Scaling QAOA: transferring optimal adiabatic schedules from small-scale to large-scale variational circuits
Ugo Nzongani, Dylan Laplace Mermoud, Arthur Braida
TL;DR
This work addresses the scalability bottleneck of QAOA by learning a spectral-gap informed adiabatic schedule from small instances and transferring it to larger problems. The schedule is mapped to a discrete QAOA circuit via a trotterized approximation, collapsing the optimization over $2p$ angles to just two global hyperparameters $\kappa$ and $q$ with derivatives governed by $\dfrac{ds}{dt}=\kappa g^q(s)$. By normalizing problem coefficients and fitting gap profiles (mean/median) with Bézier curves, the authors obtain closed-form angle expressions and demonstrate effective transfer to larger instances for MaxCut and random QUBOs, often outperforming vanilla QAOA at comparable depths.

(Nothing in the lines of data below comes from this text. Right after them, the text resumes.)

// ============================================================================
// Real CDP Implementation (when `browser` feature is enabled)
// ============================================================================

#[cfg(feature = "browser")]
#[allow(
    clippy::significant_drop_tightening,
    clippy::missing_errors_doc,
    clippy::cast_possible_truncation
)]
mod cdp {
    use super::BrowserConfig;
    use crate::driver::{ElementHandle, Selector, TodoDriver};
    use crate::result::{ProbarError, ProbarResult};
    use async_trait::async_trait;
    use chromiumoxide::browser::{Browser as CdpBrowser, BrowserConfig as CdpConfig};
    use chromiumoxide::element::Element;
    use chromiumoxide::error::CdpError;
    use chromiumoxide::page::Page as CdpPage;
    use futures::StreamExt;
    use std::collections::HashMap;
    use std::sync::atomic::{AtomicU64, Ordering};
    use tokio::sync::Mutex;
    use tracing::{debug, warn};

    const IS_DISPLAYED_JS: &str = "function() { \
        const style = window.getComputedStyle(this); \
        if (style.visibility === 'hidden' || style.display === 'none') { return false; } \
        return !!(this.offsetWidth || this.offsetHeight || this.getClientRects().length); \
    }";

    /// [`TodoDriver`] backed by a real Chromium session
    #[derive(Debug)]
    pub struct ChromiumDriver {
        config: BrowserConfig,
        browser: Option<CdpBrowser>,
        page: CdpPage,
        handler: tokio::task::JoinHandle<()>,
        elements: Mutex<HashMap<u64, Element>>,
        next_node: AtomicU64,
    }

    impl ChromiumDriver {
        /// Launch Chromium and open a blank page
        pub async fn launch(config: BrowserConfig) -> ProbarResult<Self> {
            let mut builder = CdpConfig::builder()
                .window_size(config.viewport_width, config.viewport_height);

            if !config.headless {
                builder = builder.with_head();
            }

            if !config.sandbox {
                builder = builder.no_sandbox();
            }

            if let Some(ref path) = config.chromium_path {
                builder = builder.chrome_executable(path);
            }

            if let Some(ref ua) = config.user_agent {
                builder = builder.arg(format!("--user-agent={ua}"));
            }

            let cdp_config = builder.build().map_err(|message| {
                if config.chromium_path.is_none() && message.contains("detect") {
                    ProbarError::BrowserNotFound
                } else {
                    ProbarError::BrowserLaunchError { message }
                }
            })?;

            let (browser, mut handler) = CdpBrowser::launch(cdp_config).await.map_err(|e| {
                ProbarError::BrowserLaunchError {
                    message: e.to_string(),
                }
            })?;

            let handler = tokio::spawn(async move {
                while let Some(event) = handler.next().await {
                    if let Err(e) = event {
                        debug!(error = %e, "CDP handler stopped");
                        break;
                    }
                }
            });

            let page = browser
                .new_page("about:blank")
                .await
                .map_err(|e| ProbarError::BrowserLaunchError {
                    message: e.to_string(),
                })?;

            debug!(headless = config.headless, "chromium launched");
            Ok(Self {
                config,
                browser: Some(browser),
                page,
                handler,
                elements: Mutex::new(HashMap::new()),
                next_node: AtomicU64::new(1),
            })
        }

        /// The launch configuration
        #[must_use]
        pub const fn config(&self) -> &BrowserConfig {
            &self.config
        }

        async fn register(&self, found: Vec<Element>, description: &str) -> Vec<ElementHandle> {
            let mut elements = self.elements.lock().await;
            found
                .into_iter()
                .map(|element| {
                    let node = self.next_node.fetch_add(1, Ordering::Relaxed);
                    elements.insert(node, element);
                    ElementHandle::new(node, description)
                })
                .collect()
        }

        async fn property(
            &self,
            handle: &ElementHandle,
            name: &str,
        ) -> ProbarResult<Option<serde_json::Value>> {
            let elements = self.elements.lock().await;
            let element = lookup(&elements, handle)?;
            element
                .property(name)
                .await
                .map_err(|e| classify(handle, &e))
        }
    }

    fn lookup<'m>(
        elements: &'m HashMap<u64, Element>,
        handle: &ElementHandle,
    ) -> ProbarResult<&'m Element> {
        elements
            .get(&handle.node)
            .ok_or(ProbarError::StaleElement { node: handle.node })
    }

    /// Whether a backend error only says the node it asked about is gone
    pub(super) fn is_missing_node(err: &dyn std::fmt::Display) -> bool {
        let lower = err.to_string().to_ascii_lowercase();
        lower.contains("node")
            && ["not found", "no node", "find", "detached"]
                .iter()
                .any(|needle| lower.contains(needle))
    }

    /// Map a backend error on an element to a stale handle or a command failure
    pub(super) fn classify(handle: &ElementHandle, err: &dyn std::fmt::Display) -> ProbarError {
        if is_missing_node(err) {
            ProbarError::StaleElement { node: handle.node }
        } else {
            ProbarError::command(format!("{handle}: {err}"))
        }
    }

    /// An empty match set, or the failure that stopped the query
    fn matches_or_none(
        result: Result<Vec<Element>, CdpError>,
        query: &str,
    ) -> ProbarResult<Vec<Element>> {
        match result {
            Ok(found) => Ok(found),
            Err(e) if is_missing_node(&e) => {
                debug!(query, error = %e, "no match");
                Ok(Vec::new())
            }
            Err(e) => Err(ProbarError::command(format!("{query}: {e}"))),
        }
    }

    #[async_trait]
    impl TodoDriver for ChromiumDriver {
        async fn navigate(&mut self, url: &str) -> ProbarResult<()> {
            self.elements.get_mut().clear();
            self.page
                .goto(url)
                .await
                .map_err(|e| ProbarError::NavigationError {
                    url: url.to_string(),
                    message: e.to_string(),
                })?;
            Ok(())
        }

        async fn title(&self) -> ProbarResult<String> {
            let title = self.page.get_title().await.map_err(ProbarError::command)?;
            Ok(title.unwrap_or_default())
        }

        async fn ready_state(&self) -> ProbarResult<String> {
            self.page
                .evaluate("document.readyState")
                .await
                .map_err(ProbarError::command)?
                .into_value::<String>()
                .map_err(ProbarError::command)
        }

        async fn find(&self, selector: &Selector) -> ProbarResult<Option<ElementHandle>> {
            Ok(self.find_all(selector).await?.into_iter().next())
        }

        async fn find_all(&self, selector: &Selector) -> ProbarResult<Vec<ElementHandle>> {
            let result = match selector {
                Selector::XPath(path) => self.page.find_xpaths(path.as_str()).await,
                other => {
                    let css = other.to_css().ok_or_else(|| {
                        ProbarError::command(format!("cannot express {other} as CSS"))
                    })?;
                    self.page.find_elements(css).await
                }
            };
            // CDP reports an empty match set as a missing node for some queries
            let description = selector.to_string();
            let found = matches_or_none(result, &description)?;
            Ok(self.register(found, &description).await)
        }

        async fn find_within(
            &self,
            parent: &ElementHandle,
            selector: &Selector,
        ) -> ProbarResult<Option<ElementHandle>> {
            let css = selector.to_css().ok_or_else(|| {
                ProbarError::command(format!("cannot scope {selector} to an element"))
            })?;
            let description = format!("{selector} in {parent}");
            let found = {
                let elements = self.elements.lock().await;
                let element = lookup(&elements, parent)?;
                matches_or_none(element.find_elements(css).await, &description)?
            };
            Ok(self.register(found, &description).await.into_iter().next())
        }

        async fn text(&self, element: &ElementHandle) -> ProbarResult<String> {
            let elements = self.elements.lock().await;
            let text = lookup(&elements, element)?
                .inner_text()
                .await
                .map_err(|e| classify(element, &e))?;
            Ok(text.unwrap_or_default().trim().to_string())
        }

        async fn attribute(
            &self,
            element: &ElementHandle,
            name: &str,
        ) -> ProbarResult<Option<String>> {
            if name == "value" {
                return Ok(self.property(element, name).await?.and_then(|value| match value {
                    serde_json::Value::String(s) => Some(s),
                    serde_json::Value::Null => None,
                    other => Some(other.to_string()),
                }));
            }
            let elements = self.elements.lock().await;
            lookup(&elements, element)?
                .attribute(name)
                .await
                .map_err(|e| classify(element, &e))
        }

        async fn is_selected(&self, element: &ElementHandle) -> ProbarResult<bool> {
            let checked = self.property(element, "checked").await?;
            Ok(matches!(checked, Some(serde_json::Value::Bool(true))))
        }

        async fn is_displayed(&self, element: &ElementHandle) -> ProbarResult<bool> {
            let elements = self.elements.lock().await;
            let returns = lookup(&elements, element)?
                .call_js_fn(IS_DISPLAYED_JS, false)
                .await
                .map_err(|e| classify(element, &e))?;
            Ok(matches!(
                returns.result.value,
                Some(serde_json::Value::Bool(true))
            ))
        }

        async fn click(&self, element: &ElementHandle) -> ProbarResult<()> {
            let elements = self.elements.lock().await;
            lookup(&elements, element)?
                .click()
                .await
                .map_err(|e| classify(element, &e))?;
            Ok(())
        }

        async fn type_text(&self, element: &ElementHandle, text: &str) -> ProbarResult<()> {
            let elements = self.elements.lock().await;
            lookup(&elements, element)?
                .type_str(text)
                .await
                .map_err(|e| classify(element, &e))?;
            Ok(())
        }

        async fn close(&mut self) -> ProbarResult<()> {
            self.elements.get_mut().clear();
            if let Some(mut browser) = self.browser.take() {
                if let Err(e) = browser.close().await {
                    warn!(error = %e, "browser did not close cleanly");
                }
                if let Err(e) = browser.wait().await {
                    warn!(error = %e, "browser process did not exit cleanly");
                }
            }
            self.handler.abort();
            Ok(())
        }
    }
}
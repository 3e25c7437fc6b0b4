//! Diagnostic logging setup
//!
//! Diagnostics go to stderr through `tracing`. `RUST_LOG` wins over the
//! `-v`/`-q` derived level.

use crate::config::Verbosity;
use tracing_subscriber::EnvFilter;

/// Install the global subscriber.
///
/// Returns false when a subscriber was already installed (tests, embedding).
pub fn init_tracing(verbosity: Verbosity, use_color: bool, json: bool) -> bool {
    let filter = EnvFilter::try_from_default_env()
        .unwrap_or_else(|_| EnvFilter::new(verbosity.filter_directive()));
    let builder = tracing_subscriber::fmt()
        .with_env_filter(filter)
        .with_writer(std::io::stderr)
        .with_target(false);

    if json {
        builder.json().try_init().is_ok()
    } else {
        builder.with_ansi(use_color).try_init().is_ok()
    }
}
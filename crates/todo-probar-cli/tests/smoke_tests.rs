//! Smoke tests for the todo-probador CLI
//!
//! Everything here runs against the in-memory backend so no browser is needed.

#![allow(deprecated)] // Allow deprecated Command::cargo_bin until assert_cmd is updated
#![allow(clippy::expect_used, clippy::unwrap_used)]

use assert_cmd::Command;
use predicates::prelude::*;
use std::fs;
use tempfile::TempDir;

/// Get a command for the todo-probador binary
fn probador() -> Command {
    let mut cmd = Command::cargo_bin("todo-probador").expect("todo-probador binary should exist");
    cmd.env_remove("TODO_PROBAR_URL")
        .env_remove("CHROMIUM_PATH")
        .env_remove("RUST_LOG");
    cmd
}

/// A mock run with a short readiness timeout
fn mock_run() -> Command {
    let mut cmd = probador();
    cmd.args(["run", "--backend", "mock", "--timeout-ms", "500", "--color", "never"]);
    cmd
}

// ============================================================================
// Basic CLI Tests
// ============================================================================

#[test]
fn test_version_flag() {
    probador()
        .arg("--version")
        .assert()
        .success()
        .stdout(predicate::str::contains("0.1.0"));
}

#[test]
fn test_help_flag() {
    probador()
        .arg("--help")
        .assert()
        .success()
        .stdout(predicate::str::contains("run"))
        .stdout(predicate::str::contains("config"));
}

#[test]
fn test_no_args_shows_help() {
    probador().assert().failure();
}

#[test]
fn test_run_subcommand_help() {
    probador()
        .args(["run", "--help"])
        .assert()
        .success()
        .stdout(predicate::str::contains("--backend"))
        .stdout(predicate::str::contains("--fault"));
}

// ============================================================================
// Journey Runs
// ============================================================================

#[test]
fn test_clean_mock_run_exits_zero() {
    mock_run()
        .assert()
        .success()
        .stdout(predicate::str::contains(
            "The title of this page is: To-Do List Website.",
        ))
        .stdout(predicate::str::contains(
            "Testing complete. Found 0 errors in the test run.",
        ))
        .stdout(predicate::str::contains("ERROR-").not());
}

#[test]
fn test_defects_exit_one() {
    mock_run()
        .args(["--fault", "wrong-title"])
        .assert()
        .code(1)
        .stdout(predicate::str::contains("ERROR- Wrong Website."))
        .stdout(predicate::str::contains("Found 1 error in the test run."));
}

#[test]
fn test_unreachable_app_exits_two() {
    mock_run()
        .args(["--fault", "unreachable"])
        .assert()
        .code(2)
        .stderr(predicate::str::contains("Error:"));
}

#[test]
fn test_crash_mid_journey_prints_defects_and_exits_two() {
    mock_run()
        .args(["--fault", "wrong-title", "--fault", "crash-on-delete"])
        .assert()
        .code(2)
        .stdout(predicate::str::contains("ERROR- Wrong Website."))
        .stdout(predicate::str::contains("Found 1 error in the test run."))
        .stderr(predicate::str::contains("Journey failed: delete first task"));
}

#[test]
fn test_json_report() {
    let output = mock_run()
        .args(["--fault", "delete-noop", "--format", "json"])
        .assert()
        .code(1)
        .get_output()
        .stdout
        .clone();
    let json = String::from_utf8(output).unwrap();
    assert!(json.contains("\"total_defects\": 2"));
    assert!(json.contains("delete first task"));
}

#[test]
fn test_junit_report_to_file() {
    let dir = TempDir::new().unwrap();
    let path = dir.path().join("report.xml");
    mock_run()
        .args(["--fault", "delete-noop", "--format", "junit", "-o"])
        .arg(&path)
        .assert()
        .code(1);
    let xml = fs::read_to_string(&path).unwrap();
    assert!(xml.contains("tests=\"15\""));
    assert!(xml.contains("failures=\"1\""));
}

#[test]
fn test_fault_requires_mock_backend() {
    probador()
        .args(["run", "--fault", "wrong-title"])
        .assert()
        .code(2)
        .stderr(predicate::str::contains("--backend mock"));
}

#[test]
fn test_unknown_fault_is_rejected() {
    probador()
        .args(["run", "--backend", "mock", "--fault", "gremlins"])
        .assert()
        .failure()
        .stderr(predicate::str::contains("gremlins"));
}

// ============================================================================
// Configuration
// ============================================================================

#[test]
fn test_config_prints_defaults() {
    probador()
        .arg("config")
        .assert()
        .success()
        .stdout(predicate::str::contains(
            "url: https://ngo500.github.io/todo_website/",
        ))
        .stdout(predicate::str::contains("headless: true"));
}

#[test]
fn test_config_file_and_overrides() {
    let dir = TempDir::new().unwrap();
    let path = dir.path().join("todo.yaml");
    fs::write(&path, "url: http://from-file/\nwait:\n  timeout_ms: 900\n").unwrap();
    probador()
        .args(["config", "--headed", "--config"])
        .arg(&path)
        .assert()
        .success()
        .stdout(predicate::str::contains("url: http://from-file/"))
        .stdout(predicate::str::contains("timeout_ms: 900"))
        .stdout(predicate::str::contains("headless: false"));
}

#[test]
fn test_url_from_environment() {
    probador()
        .arg("config")
        .env("TODO_PROBAR_URL", "http://env-host/")
        .assert()
        .success()
        .stdout(predicate::str::contains("url: http://env-host/"));
}

#[test]
fn test_invalid_config_file_exits_two() {
    let dir = TempDir::new().unwrap();
    let path = dir.path().join("bad.yaml");
    fs::write(&path, "url: \"\"\n").unwrap();
    probador()
        .args(["config", "--config"])
        .arg(&path)
        .assert()
        .code(2)
        .stderr(predicate::str::contains("url must not be empty"));
}
//! The fixed contract of the to-do application under test.
//!
//! Everything the harness knows about the page lives here: ids, classes,
//! structural paths, and the exact strings the UI is expected to render.
//! [`AppContract::default`] encodes the reference application; a YAML config
//! can override individual fields for a re-skinned deployment.

use serde::{Deserialize, Serialize};

/// Expected page title
pub const PAGE_TITLE: &str = "To-Do List Website";

/// Placeholder shown by the empty task input
pub const INPUT_PLACEHOLDER: &str = "What task would you like to add to your to-do list?";

/// Class attribute value carried by the active filter tab
pub const ACTIVE_TAB_CLASS: &str = "filter active";

/// Label returned when no tab carries the active marker
pub const NO_ACTIVE_TAB: &str = "ERROR";

/// One of the three filter tabs
#[derive(Debug, Clone, Copy, PartialEq, Eq, Hash, Serialize, Deserialize)]
#[serde(rename_all = "lowercase")]
pub enum FilterTab {
    /// Every item
    All,
    /// Items whose checkbox is not selected
    Active,
    /// Items whose checkbox is selected
    Completed,
}

impl FilterTab {
    /// All tabs in document order
    pub const ALL_TABS: [Self; 3] = [Self::All, Self::Active, Self::Completed];

    /// The lowercase `data-filter` key
    #[must_use]
    pub const fn key(self) -> &'static str {
        match self {
            Self::All => "all",
            Self::Active => "active",
            Self::Completed => "completed",
        }
    }

    /// The displayed label
    #[must_use]
    pub const fn label(self) -> &'static str {
        match self {
            Self::All => "All",
            Self::Active => "Active",
            Self::Completed => "Completed",
        }
    }

    /// The empty-state message rendered while this tab shows no items
    #[must_use]
    pub const fn empty_message(self) -> &'static str {
        match self {
            Self::All => "There are currently no tasks.",
            Self::Active => "There are currently no active tasks.",
            Self::Completed => "There are currently no completed tasks.",
        }
    }

    /// Parse a `data-filter` key (exact, lowercase)
    #[must_use]
    pub fn from_key(key: &str) -> Option<Self> {
        Self::ALL_TABS.into_iter().find(|tab| tab.key() == key)
    }

    /// Whether an item with the given completion state is listed under this tab
    #[must_use]
    pub const fn shows(self, completed: bool) -> bool {
        match self {
            Self::All => true,
            Self::Active => !completed,
            Self::Completed => completed,
        }
    }
}

impl std::fmt::Display for FilterTab {
    fn fmt(&self, f: &mut std::fmt::Formatter<'_>) -> std::fmt::Result {
        f.write_str(self.label())
    }
}

/// Derive the expected display label from a lowercase tab key.
///
/// Only the first character is uppercased; the remainder is kept verbatim.
#[must_use]
pub fn capitalize(key: &str) -> String {
    let mut chars = key.chars();
    match chars.next() {
        Some(first) => first.to_uppercase().chain(chars).collect(),
        None => String::new(),
    }
}

/// Render the items-left counter text for `count` active items.
///
/// `0 active items left`, `1 active item left`, `<N> active items left`.
#[must_use]
pub fn items_left_text(count: usize) -> String {
    if count == 1 {
        "1 active item left".to_string()
    } else {
        format!("{count} active items left")
    }
}

/// Selectors and strings of the application under test
#[derive(Debug, Clone, PartialEq, Eq, Serialize, Deserialize)]
#[serde(default)]
pub struct AppContract {
    /// Expected document title
    pub title: String,
    /// Structural path resolving every filter tab
    pub tab_path: String,
    /// Attribute carrying the tab key
    pub tab_key_attribute: String,
    /// Class value of the active tab
    pub active_tab_class: String,
    /// Id of the task input
    pub input_id: String,
    /// Placeholder of the task input
    pub input_placeholder: String,
    /// Id of the add button
    pub add_button_id: String,
    /// Structural path resolving every to-do item
    pub item_path: String,
    /// Class of the checkbox inside an item
    pub checkbox_class: String,
    /// Class of the delete control inside an item
    pub delete_button_class: String,
    /// Id of the items-left counter
    pub items_left_id: String,
    /// Class of the empty-state container
    pub empty_state_class: String,
    /// Structural path of the empty-state icon
    pub empty_icon_path: String,
    /// Class value of the empty-state icon
    pub empty_icon_class: String,
    /// Id of the empty-state message
    pub empty_message_id: String,
}

impl Default for AppContract {
    fn default() -> Self {
        Self {
            title: PAGE_TITLE.to_string(),
            tab_path: "/html/body/div/div[2]/span".to_string(),
            tab_key_attribute: "data-filter".to_string(),
            active_tab_class: ACTIVE_TAB_CLASS.to_string(),
            input_id: "task-input".to_string(),
            input_placeholder: INPUT_PLACEHOLDER.to_string(),
            add_button_id: "button-add-task".to_string(),
            item_path: "/html/body/div/ul/li".to_string(),
            checkbox_class: "checkbox".to_string(),
            delete_button_class: "delete-button".to_string(),
            items_left_id: "items-left".to_string(),
            empty_state_class: "empty-state".to_string(),
            empty_icon_path: "/html/body/div/div[3]/div/i".to_string(),
            empty_icon_class: "fas fa-clipboard-list".to_string(),
            empty_message_id: "empty-task-message".to_string(),
        }
    }
}

#[cfg(test)]
#[allow(clippy::unwrap_used, clippy::expect_used)]
mod tests {
    use super::*;
    use proptest::prelude::*;

    mod filter_tab_tests {
        use super::*;

        #[test]
        fn test_keys_and_labels() {
            assert_eq!(FilterTab::All.key(), "all");
            assert_eq!(FilterTab::Active.label(), "Active");
            assert_eq!(FilterTab::Completed.to_string(), "Completed");
        }

        #[test]
        fn test_from_key_is_exact() {
            assert_eq!(FilterTab::from_key("completed"), Some(FilterTab::Completed));
            assert_eq!(FilterTab::from_key("Completed"), None);
            assert_eq!(FilterTab::from_key(""), None);
        }

        #[test]
        fn test_empty_messages() {
            assert_eq!(
                FilterTab::Active.empty_message(),
                "There are currently no active tasks."
            );
            assert_eq!(
                FilterTab::Completed.empty_message(),
                "There are currently no completed tasks."
            );
        }

        #[test]
        fn test_shows() {
            assert!(FilterTab::All.shows(true));
            assert!(FilterTab::Active.shows(false));
            assert!(!FilterTab::Active.shows(true));
            assert!(!FilterTab::Completed.shows(false));
        }
    }

    mod text_tests {
        use super::*;

        #[test]
        fn test_capitalize_matches_labels() {
            for tab in FilterTab::ALL_TABS {
                assert_eq!(capitalize(tab.key()), tab.label());
            }
            assert_eq!(capitalize(""), "");
        }

        #[test]
        fn test_items_left_pluralization() {
            assert_eq!(items_left_text(0), "0 active items left");
            assert_eq!(items_left_text(1), "1 active item left");
            assert_eq!(items_left_text(2), "2 active items left");
            assert_eq!(items_left_text(5), "5 active items left");
        }

        proptest! {
            #[test]
            fn prop_items_left_plural_above_one(n in 2usize..10_000) {
                prop_assert_eq!(items_left_text(n), format!("{n} active items left"));
            }
        }
    }

    #[test]
    fn test_contract_yaml_partial_override() {
        let contract: AppContract =
            serde_yaml_ng::from_str("item_path: /html/body/main/ol/li\n").unwrap();
        assert_eq!(contract.item_path, "/html/body/main/ol/li");
        assert_eq!(contract.input_id, "task-input");
        assert_eq!(contract.title, PAGE_TITLE);
    }
}
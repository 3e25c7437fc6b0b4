//! The scripted user journey.
//!
//! One fixed, linear path through the application: check the title and the
//! default tab, walk every empty tab, add a task and follow it across tabs,
//! complete it, add a second task, then delete the first. Each stage is a
//! named step so the report can attribute defects.

use crate::config::HarnessConfig;
use crate::contract::FilterTab;
use crate::driver::TodoDriver;
use crate::reporter::JourneyReport;
use crate::result::ProbarResult;
use crate::scenario::Scenario;
use crate::wait::Readiness;
use chrono::Utc;
use tracing::{info, instrument, warn};

/// Task added first, completed, then deleted
pub const FIRST_TASK: &str = "wash the car";

/// Task added second, left active
pub const SECOND_TASK: &str = "change kitchen light";

/// Step names in execution order
pub const STEPS: [&str; 15] = [
    "verify title",
    "default tab",
    "empty active tab",
    "empty completed tab",
    "return to all tab",
    "add first task",
    "first task under active",
    "first task under completed",
    "complete first task",
    "completed task under active",
    "completed task under completed",
    "add second task",
    "second task under active",
    "second task under completed",
    "delete first task",
];

/// Open the application and run the whole journey.
///
/// Session setup and teardown stay with the caller. Failing to open the page
/// is an error. A fault after that ends the run early: the report keeps the
/// defects found so far and names the fault in [`JourneyReport::aborted`].
#[instrument(level = "info", skip(driver, config), fields(url = %config.url))]
pub async fn run_journey<D: TodoDriver + ?Sized>(
    driver: &mut D,
    config: &HarnessConfig,
) -> ProbarResult<JourneyReport> {
    let started_at = Utc::now();
    let mut scenario = Scenario::new(
        driver,
        config.contract.clone(),
        Readiness::new(config.wait.clone()),
    );
    scenario.open(&config.url).await?;
    let aborted = match run_steps(&mut scenario).await {
        Ok(_) => None,
        Err(err) => {
            let reason = format!("{}: {err}", scenario.current_step());
            warn!(%reason, "journey aborted");
            Some(reason)
        }
    };

    let (log, steps, title) = scenario.into_parts();
    let report = JourneyReport::new(&config.url, title, started_at, &log, steps);
    info!(defects = report.total_defects, "journey finished");
    Ok(match aborted {
        Some(reason) => report.with_aborted(reason),
        None => report,
    })
}

/// Run every step against an already opened page
pub async fn run_steps<D: TodoDriver + ?Sized>(s: &mut Scenario<'_, D>) -> ProbarResult<u32> {
    let before = s.defect_count();

    let mark = s.begin(STEPS[0]);
    s.check_title().await?;
    s.finish(mark);

    let mark = s.begin(STEPS[1]);
    s.confirm_default_tab().await?;
    s.confirm_empty_state(FilterTab::All).await?;
    s.finish(mark);

    for (step, tab) in [
        (STEPS[2], FilterTab::Active),
        (STEPS[3], FilterTab::Completed),
        (STEPS[4], FilterTab::All),
    ] {
        let mark = s.begin(step);
        switch_tab(s, tab).await?;
        s.confirm_empty_state(tab).await?;
        s.finish(mark);
    }

    let mark = s.begin(STEPS[5]);
    s.add_task(FIRST_TASK).await?;
    s.confirm_active_tab(FilterTab::All).await?;
    s.confirm_item_visible(FIRST_TASK).await?;
    s.confirm_unchecked(FIRST_TASK).await?;
    s.confirm_items_left().await?;
    s.finish(mark);

    let mark = s.begin(STEPS[6]);
    switch_tab(s, FilterTab::Active).await?;
    s.confirm_item_visible(FIRST_TASK).await?;
    s.confirm_items_left().await?;
    s.finish(mark);

    let mark = s.begin(STEPS[7]);
    switch_tab(s, FilterTab::Completed).await?;
    s.confirm_item_hidden(FIRST_TASK).await?;
    s.confirm_empty_state(FilterTab::Completed).await?;
    s.finish(mark);

    let mark = s.begin(STEPS[8]);
    switch_tab(s, FilterTab::All).await?;
    s.click_checkbox(FIRST_TASK).await?;
    s.confirm_checked(FIRST_TASK).await?;
    s.confirm_items_left().await?;
    s.finish(mark);

    let mark = s.begin(STEPS[9]);
    switch_tab(s, FilterTab::Active).await?;
    s.confirm_item_hidden(FIRST_TASK).await?;
    s.confirm_empty_state(FilterTab::Active).await?;
    s.finish(mark);

    let mark = s.begin(STEPS[10]);
    switch_tab(s, FilterTab::Completed).await?;
    s.confirm_item_visible(FIRST_TASK).await?;
    s.confirm_checked(FIRST_TASK).await?;
    s.confirm_items_left().await?;
    s.finish(mark);

    let mark = s.begin(STEPS[11]);
    switch_tab(s, FilterTab::All).await?;
    s.add_task(SECOND_TASK).await?;
    s.confirm_item_order(&[FIRST_TASK, SECOND_TASK]).await?;
    s.confirm_checked(FIRST_TASK).await?;
    s.confirm_unchecked(SECOND_TASK).await?;
    s.confirm_items_left().await?;
    s.finish(mark);

    let mark = s.begin(STEPS[12]);
    switch_tab(s, FilterTab::Active).await?;
    s.confirm_item_visible(SECOND_TASK).await?;
    s.confirm_item_hidden(FIRST_TASK).await?;
    s.confirm_items_left().await?;
    s.finish(mark);

    let mark = s.begin(STEPS[13]);
    switch_tab(s, FilterTab::Completed).await?;
    s.confirm_item_visible(FIRST_TASK).await?;
    s.confirm_item_hidden(SECOND_TASK).await?;
    s.finish(mark);

    let mark = s.begin(STEPS[14]);
    switch_tab(s, FilterTab::All).await?;
    s.delete_task(FIRST_TASK).await?;
    s.confirm_item_order(&[SECOND_TASK]).await?;
    s.confirm_unchecked(SECOND_TASK).await?;
    s.confirm_items_left().await?;
    s.finish(mark);

    Ok(s.defect_count() - before)
}

async fn switch_tab<D: TodoDriver + ?Sized>(
    s: &mut Scenario<'_, D>,
    tab: FilterTab,
) -> ProbarResult<u32> {
    Ok(s.click_tab(tab.key()).await? + s.confirm_active_tab(tab).await?)
}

The approach reduces classical overhead, mitigates barren plateaus, and offers a principled inductive strategy for variational quantum algorithms in near-term devices.
Abstract
The Quantum Approximate Optimization Algorithm (QAOA) is a leading approach for combinatorial optimization on near-term quantum devices, yet its scalability is limited by the difficulty of optimizing \(2p\) variational parameters for a large number \(p\) of layers. Recent empirical studies indicate that optimal QAOA angles exhibit concentration and transferability across problem sizes. Leveraging this observation, we propose a schedule-learning framework that transfers spectral-gap-informed adiabatic control strategies from small-scale instances to larger systems. Our method extracts the spectral gap profile of small problems and constructs a continuous schedule governed by \(\partial_t s = κg^q(s)\), where \(g(s)\) is the instantaneous gap and \((κ, q)\) are global hyperparameters. Discretizing this schedule yields closed-form expressions for all QAOA angles, reducing the classical optimization task from \(2p\) parameters to only \(2\), independent of circuit depth. This drastic parameter compression mitigates classical optimization overhead and reduces sensitivity to barren plateau phenomena. Numerical simulations on random QUBO and 3-regular MaxCut instances demonstrate that the learnt schedules transfer effectively to larger systems while achieving competitive approximation ratios. Our results suggest that gap-informed schedule transfers provide a scalable and parameter-efficient strategy for QAOA.